5. Perspective Gap – We don’t know what it’s like to be other people, so our inferences about them are based on our own needs and preferences. If Pat is stressed out about work, I may insist that he join me on a weekend fishing trip to help him relax. Because I find fishing relaxing, I assume that he feels the same way. In fact, Pat hates to fish, and he infers that I am taking him out to the woods to rob him and leave him for dead.

6. Correspondence Bias – We infer that a person’s mind, including his or her intentions and abilities, match his or her actions.  While it’s true that this is often the case  (I take a drink of water because I’m thirsty, and I’m smart enough to know that this will do the trick), any action can be motivated by a wide variety of intentions, actions are perceived differently by different people, and people often succeed and fail for reasons that don’t reflect their skills. For example, when I accidentally drove through a red light, other drivers infer that I was arrogant and in a rush, pedestrians infer that I was a crazed lunatic, and I infer that this was just a little bad luck because I’m normally a wonderful and charming driver (see Fundamental Attribution Error).

7. Fundamental Attribution Error – When we mess up, we prefer causal inferences that incorporate the special circumstances of the situation. When others mess up, we prefer causal inferences that point to flaws in their respective characters. I failed that math test because I had to stay up all night with my sick puppy. Pat failed because he’s an idiot and never does anything right.

8. Transparency Effect – We weakly infer that our own inner thoughts and feelings are clearly communicated through our expressions, words, and actions. In fact, people really don’t have any idea what you are thinking and feeling. Other people are mostly attending to their own thoughts rather than the thoughts of others. Plus, others happen to be pretty bad at inferring inner thoughts from outer actions (see Correspondence Bias).

9. Spotlight Effect – We think everyone is watching us, but they aren’t. We overestimate how much others notice what we are doing, and many of our self-conscious inferences (Everyone is laughing at my bad haircut!) are far weaker than we think.

10. Impostor Syndrome – We think that we don’t belong or don’t deserve the success we have achieved despite the fact that we’ve worked really hard and are perfectly competent. This is a bias born of excess humility. It plagues new students, new employees, and lots of really nice people.

11. Anchoring Effect – We greatly over-value the first piece of information we get about a person, place, idea, or any other subject. If Brad sneezes on me the first time I meet him, I will feel a sense of disgust thereafter when I see him, and I will interpret all of his actions as signs of his messiness. (He’s washing his hands? Gross. They are probably full of snot.)

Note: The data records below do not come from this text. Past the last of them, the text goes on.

//! Severity classification and actionable suggestions for single errors.
//!
//! Deterministic decision tables, evaluated top-down, first match wins.

use crate::types::{Classification, Severity};

fn message_contains_any(message: &str, tokens: &[&str]) -> bool {
  tokens.iter().any(|t| message.contains(t))
}

/// Classify an error's severity from its type, message, and URL context.
pub fn classify_severity(error_type: &str, message: &str, _url: Option<&str>) -> Severity {
  let message = message.to_lowercase();

  if matches!(error_type, "critical" | "auth" | "security")
    || message_contains_any(
      &message,
      &["payment", "billing", "security", "unauthorized"],
    )
  {
    return Severity::Critical;
  }

  if matches!(error_type, "api")
    || message_contains_any(&message, &["auth", "login", "signup", "database"])
  {
    return Severity::High;
  }

  if matches!(error_type, "javascript" | "performance")
    || message_contains_any(&message, &["network", "fetch", "timeout"])
  {
    return Severity::Medium;
  }

  Severity::Low
}

/// Coarse category label for an error.
pub fn classify_error(error_type: &str, message: &str, component_name: Option<&str>) -> Classification {
  let message = message.to_lowercase();

  if error_type == "api" || message.contains("fetch") || message.contains("api") {
    return Classification::ApiCommunication;
  }
  if error_type == "auth" || message.contains("auth") || message.contains("login") {
    return Classification::Authentication;
  }
  if error_type == "performance" || message.contains("memory") || message.contains("timeout") {
    return Classification::Performance;
  }
  if message.contains("render") || message.contains("component") || component_name.is_some() {
    return Classification::UiRendering;
  }
  if message.contains("network") || message.contains("connection") {
    return Classification::Network;
  }
  if error_type == "javascript" {
    return Classification::Runtime;
  }

  Classification::General
}

/// Actionable suggestions keyed off severity and type/message keywords.
pub fn suggestions_for(error_type: &str, message: &str, severity: Severity) -> Vec<String> {
  let message = message.to_lowercase();
  let mut suggestions: Vec<String> = Vec::new();

  match severity {
    Severity::Critical => {
      suggestions.push("Immediate response required".into());
      suggestions.push("Escalate to the owning team".into());
    }
    Severity::High => {
      suggestions.push("Prioritize a fix".into());
      suggestions.push("Schedule for the next release".into());
    }
    _ => {}
  }

  match error_type {
    "api" => {
      suggestions.push("Check the API endpoint's health".into());
      suggestions.push("Consider adding a retry mechanism".into());
    }
    "auth" => {
      suggestions.push("Review the authentication flow".into());
      suggestions.push("Improve session management".into());
    }
    "javascript" => {
      suggestions.push("Inspect the stack trace to locate the bug".into());
      suggestions.push("Add a unit test for the failing code".into());
    }
    "performance" => {
      suggestions.push("Run a performance optimization pass".into());
      suggestions.push("Tighten memory usage monitoring".into());
    }
    _ => {}
  }

  if message.contains("network") || message.contains("fetch") {
    suggestions.push("Check network connectivity stability".into());
    suggestions.push("Consider an offline fallback".into());
  }
  if message.contains("timeout") {
    suggestions.push("Adjust the timeout budget".into());
    suggestions.push("Consider moving the work to async processing".into());
  }
  if message.contains("memory") {
    suggestions.push("Investigate for memory leaks".into());
    suggestions.push("Release unused resources".into());
  }

  if suggestions.is_empty() {
    suggestions.push("Review the error log details".into());
    suggestions.push("Identify reproduction steps".into());
  }

  suggestions
}
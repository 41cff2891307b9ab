//! Engine configuration with sane defaults.

use std::time::Duration;

/// Tunable caps and windows for the alert engine.
#[derive(Debug, Clone)]
pub struct EngineConfig {
  /// Most-recent records kept in the notification history.
  pub history_cap: usize,
  /// Records older than this are dropped by the periodic sweep.
  pub history_retention: Duration,
  /// How often the history sweep runs.
  pub history_sweep_interval: Duration,
  /// Rolling window for per-(rule, action, target) send counters.
  pub rate_limit_window: Duration,
  /// Stack-trace lines considered when computing a signature.
  pub signature_max_stack_lines: usize,
  /// Pattern titles longer than this are truncated with an ellipsis.
  pub title_max_len: usize,
}

impl Default for EngineConfig {
  fn default() -> Self {
    Self {
      history_cap: 100,
      history_retention: Duration::from_secs(7 * 24 * 60 * 60),
      history_sweep_interval: Duration::from_secs(60 * 60),
      rate_limit_window: Duration::from_secs(60 * 60),
      signature_max_stack_lines: 5,
      title_max_len: 60,
    }
  }
}
//! Rule registry: insertion-ordered CRUD store of notification rules.

use crate::template::MessageTemplate;
use crate::types::{
  ActionKind, EscalationPolicy, FrequencyCondition, NotificationAction, NotificationRule,
  RateLimitPolicy, RuleConditions, RulePatch, Severity, UserImpactCondition,
};

/// Holds rules in insertion order, which is also the engine's evaluation
/// order. Lookups are linear; rule sets are small.
#[derive(Debug, Default)]
pub struct RuleRegistry {
  rules: Vec<NotificationRule>,
}

impl RuleRegistry {
  pub fn new() -> Self {
    Self::default()
  }

  /// Registry seeded with the default operator rule set.
  pub fn with_defaults() -> Self {
    let mut registry = Self::new();
    for rule in default_rules() {
      registry.add(rule);
    }
    registry
  }

  /// Add a rule, replacing any existing rule with the same id in place.
  /// A rule without an id is rejected with a warning.
  pub fn add(&mut self, rule: NotificationRule) {
    if rule.id.is_empty() {
      tracing::warn!("ignoring notification rule without an id");
      return;
    }
    match self.rules.iter_mut().find(|r| r.id == rule.id) {
      Some(existing) => {
        tracing::info!(rule = %rule.id, "notification rule replaced");
        *existing = rule;
      }
      None => {
        tracing::info!(rule = %rule.id, name = %rule.name, "notification rule added");
        self.rules.push(rule);
      }
    }
  }

  /// Apply a partial update. Returns false if the id is unknown.
  pub fn update(&mut self, rule_id: &str, patch: RulePatch) -> bool {
    let Some(rule) = self.rules.iter_mut().find(|r| r.id == rule_id) else {
      tracing::warn!(rule = %rule_id, "update for unknown rule");
      return false;
    };

    if let Some(name) = patch.name {
      rule.name = name;
    }
    if let Some(enabled) = patch.enabled {
      rule.enabled = enabled;
    }
    if let Some(conditions) = patch.conditions {
      rule.conditions = conditions;
    }
    if let Some(actions) = patch.actions {
      rule.actions = actions;
    }
    if let Some(escalation) = patch.escalation {
      rule.escalation = escalation;
    }
    tracing::info!(rule = %rule_id, "notification rule updated");
    true
  }

  /// Remove a rule. Returns false if the id is unknown.
  pub fn remove(&mut self, rule_id: &str) -> bool {
    let before = self.rules.len();
    self.rules.retain(|r| r.id != rule_id);
    let removed = self.rules.len() < before;
    if removed {
      tracing::info!(rule = %rule_id, "notification rule removed");
    }
    removed
  }

  pub fn get(&self, rule_id: &str) -> Option<&NotificationRule> {
    self.rules.iter().find(|r| r.id == rule_id)
  }

  pub fn all(&self) -> &[NotificationRule] {
    &self.rules
  }

  pub fn len(&self) -> usize {
    self.rules.len()
  }

  pub fn is_empty(&self) -> bool {
    self.rules.is_empty()
  }

  pub fn enabled_count(&self) -> usize {
    self.rules.iter().filter(|r| r.enabled).count()
  }

  pub fn clear(&mut self) {
    self.rules.clear();
  }
}

/// The seeded operator rule set: immediate critical alerts, high-frequency
/// detection with escalation, API monitoring, user-impact monitoring, and
/// JavaScript error monitoring.
pub fn default_rules() -> Vec<NotificationRule> {
  vec![
    NotificationRule {
      id: "critical-immediate".into(),
      name: "Immediate critical error alert".into(),
      enabled: true,
      conditions: RuleConditions {
        error_types: Some(vec!["critical".into(), "auth".into()]),
        severity_levels: Some(vec![Severity::Critical]),
        ..Default::default()
      },
      actions: vec![
        NotificationAction {
          kind: ActionKind::Slack,
          target: "critical-alerts".into(),
          template: MessageTemplate::CriticalError,
          priority: Severity::Critical,
          rate_limit: None,
        },
        NotificationAction {
          kind: ActionKind::Email,
          target: "oncall@example.com".into(),
          template: MessageTemplate::CriticalError,
          priority: Severity::Critical,
          rate_limit: None,
        },
      ],
      escalation: None,
    },
    NotificationRule {
      id: "high-frequency-errors".into(),
      name: "High-frequency error detection".into(),
      enabled: true,
      conditions: RuleConditions {
        frequency: Some(FrequencyCondition {
          threshold: 10,
          time_window_ms: 5 * 60 * 1000,
        }),
        ..Default::default()
      },
      actions: vec![NotificationAction {
        kind: ActionKind::Slack,
        target: "error-monitoring".into(),
        template: MessageTemplate::HighFrequencyAlert,
        priority: Severity::High,
        rate_limit: Some(RateLimitPolicy {
          max_per_hour: 3,
          cooldown_minutes: 15,
        }),
      }],
      escalation: Some(EscalationPolicy {
        delay_ms: 10 * 60 * 1000,
        next_rule: "critical-immediate".into(),
      }),
    },
    NotificationRule {
      id: "api-error-monitoring".into(),
      name: "API error monitoring".into(),
      enabled: true,
      conditions: RuleConditions {
        error_types: Some(vec!["api".into()]),
        frequency: Some(FrequencyCondition {
          threshold: 5,
          time_window_ms: 3 * 60 * 1000,
        }),
        ..Default::default()
      },
      actions: vec![NotificationAction {
        kind: ActionKind::Slack,
        target: "api-alerts".into(),
        template: MessageTemplate::ApiErrorAlert,
        priority: Severity::Medium,
        rate_limit: None,
      }],
      escalation: None,
    },
    NotificationRule {
      id: "user-impact-monitoring".into(),
      name: "User impact monitoring".into(),
      enabled: true,
      conditions: RuleConditions {
        user_impact: Some(UserImpactCondition {
          affected_users: 5,
          time_window_ms: 10 * 60 * 1000,
        }),
        ..Default::default()
      },
      actions: vec![
        NotificationAction {
          kind: ActionKind::Slack,
          target: "user-impact-alerts".into(),
          template: MessageTemplate::UserImpactAlert,
          priority: Severity::High,
          rate_limit: None,
        },
        NotificationAction {
          kind: ActionKind::Email,
          target: "support@example.com".into(),
          template: MessageTemplate::UserImpactAlert,
          priority: Severity::High,
          rate_limit: None,
        },
      ],
      escalation: None,
    },
    NotificationRule {
      id: "javascript-error-monitoring".into(),
      name: "JavaScript error monitoring".into(),
      enabled: true,
      conditions: RuleConditions {
        error_types: Some(vec!["javascript".into(), "promise".into()]),
        frequency: Some(FrequencyCondition {
          threshold: 15,
          time_window_ms: 15 * 60 * 1000,
        }),
        ..Default::default()
      },
      actions: vec![NotificationAction {
        kind: ActionKind::Slack,
        target: "dev-alerts".into(),
        template: MessageTemplate::JavascriptErrorAlert,
        priority: Severity::Medium,
        rate_limit: Some(RateLimitPolicy {
          max_per_hour: 6,
          cooldown_minutes: 10,
        }),
      }],
      escalation: None,
    },
  ]
}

12. “Mere Exposure” Effect – We tend to value people and things that we are familiar with, even slightly familiar with, more than people and things that are new. Familiarity implies safety in many cases, which is enough for us to prefer the known over the unknown.

13. Halo Effect – The tendency to infer from one trait a matching value for other traits. If we notice a one good or bad quality of a person, we tend to extend that good or bad judgement across every aspect of that person’s character. For example, it’s good to be charming, so I might infer that a charming voice on the phone is being delivered by a good-looking, virtuous person. This is likely why we are so easily fooled by charming liars.

14. Essentialist Bias – Our deep drive to classify and categorize the world leads us to infer deep commonalities between people or things based on one shared trait. Perhaps the most damaging instance of this is the belief that the members of a human group (like a “race” of people) share some invisible essence. See Hasty Generalization above.

This article from Business Insider provides a great overview of these and several more cognitive biases.

Note: Daniel Kahneman’s Thinking, Fast and Slow digs deep into these biases and effects. My goal is to make much of this material digestible for students. Regrettably, some important distinctions and nuances get lost in the simplification process.